Le choc de la non-croissance
Mais d'autres incongruïtés apparaissent également.
La croissance française, que Nicolas Sarkozy voulait « aller chercher là où elle est », est apparemment bien cachée. Ou plutôt ne mord pas aux appâts tendus par la majorité UMP. Cette information n’est pas donnée par un économiste cryptocommuniste ou socialiste, mais par les documents fournis par le gouvernement à l’occasion du débat sur le PLF 2008. Parmi ces documents qui doivent être transmis au Parlement figure le rapport sur les prélèvements obligatoires (PO). Ce dernier est consultable sur le site www.performance-publique.gouv.fr.
Ce rapport analyse l’évolution des PO, et permet de prévoir le montant des recettes issues de ces prélèvements. En effet il n’est pas possible de connaître à l’avance de façon certaine le montant des recettes fiscales. Pour évaluer ces recettes on utilise deux éléments : l’évolution du PIB (la croissance), et la façon dont les recettes varient en fonction du PIB (que l’on appelle élasticité des PO à l’activité économique). Si on a une élasticité des PO de 1, cela signifie que lorsque le PIB croît de 1%, les recettes fiscales augmentent de 1%. Si l’élasticité est de 2, cela signifie que lorsque le PIB croît de 1%, les recettes fiscales augmentent de 2%.

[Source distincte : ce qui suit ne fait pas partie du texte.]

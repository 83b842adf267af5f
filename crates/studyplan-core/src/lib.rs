//! # Studyplan Core Library
//!
//! Business logic shared by the studyplan REST server and terminal client.
//!
//! ## Architecture
//!
//! - **Session ledger**: start/stop records for timed study intervals,
//!   persisted in SQLite alongside subjects and topics
//! - **Reporting**: filtered listings and aggregate stats over the ledger
//! - **Timer**: a pure Pomodoro state machine plus an async controller that
//!   ticks it and talks to the ledger over HTTP
//! - **Configuration**: TOML settings for server, timer and client
//!
//! ## Key Components
//!
//! - [`Database`]: Ledger and catalog persistence
//! - [`PomodoroTimer`]: Timer state machine
//! - [`TimerController`]: Ticking, ledger-aware timer driver
//! - [`ApiClient`]: HTTP client implementing [`SessionLedger`]
//! - [`Config`]: Application configuration management

pub mod catalog;
pub mod client;
pub mod error;
pub mod events;
pub mod ledger;
pub mod reporting;
pub mod storage;
pub mod timer;
pub mod timestamp;

pub use catalog::{NewSubject, NewTopic, Subject, Topic, TopicUpdate};
pub use client::{ApiClient, ClientError, SessionLedger};
pub use error::{ConfigError, CoreError, DatabaseError, ValidationError};
pub use events::{LedgerOp, TimerEvent};
pub use ledger::{NewSession, StopSession, StudySession};
pub use reporting::{SessionFilter, SessionStats};
pub use storage::{Config, Database};
pub use timer::{PomodoroTimer, TimerController, TimerDurations, TimerMode, TimerState};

Quelles sont les hypothèses retenues par le gouvernement pour 2008 ?
Le gouvernement retient une prévision de croissance comprise entre 2 et 2,5%, en précisant que la croissance sera probablement plus proche de 2 que de 2,5%. Face aux nombreuses contestations de ces chiffres (trop optimistes), le gouvernement a affirmé que les mesures qui figurent dans la loi TEPA et dans le projet de loi de finances permettront d’améliorer la croissance.
Mais le gouvernement sait qu’il ment. La croissance ne sera pas tirée par la suppression des droits de succession, ni par les mesures injustes et inefficaces des différentes lois votées par la majorité UMP… Les services de Bercy qui ont élaboré le rapport sur les prélèvements obligatoires voulaient probablement éviter que cette prévision de croissance irréaliste se transforme en un déficit abyssal (ce qui ferait mauvais genre alors que la France va prendre la Présidence de l’Union Européenne en 2008). Ils ont donc trouvé la parade : ils ont retenu un taux d’élasticité des PO très bas. Alors que celui-ci était de 1,6 pour 2006 et 1,9 pour 2007, il ne serait que de 1,1 pour 2008 selon les prévisions gouvernementales.
En effet si on fait une prévision de croissance trop élevée et qu’on l’accompagne d’un taux d’élasticité élevé, cela conduit à surestimer les recettes fiscales et peut donc provoquer un déficit très important.
Le gouvernement voulait éviter que sa prévision de croissance fantaisiste entraîne un dérapage trop important des finances publiques. Il a donc retenu un taux d’élasticité des recettes fiscales très bas. Dans la réalité la croissance sera plus faible qu’annoncée, et le taux d’élasticité des prélèvements obligatoires sera plus élevé.
Le fait que le taux d’élasticité retenu soit beaucoup plus faible que les années précédentes montre donc que le gouvernement sait que la croissance sera faible, très faible ! Personne ne croit donc aux prévisions de croissance annoncée par Mme Lagarde, pas même ses collaborateurs.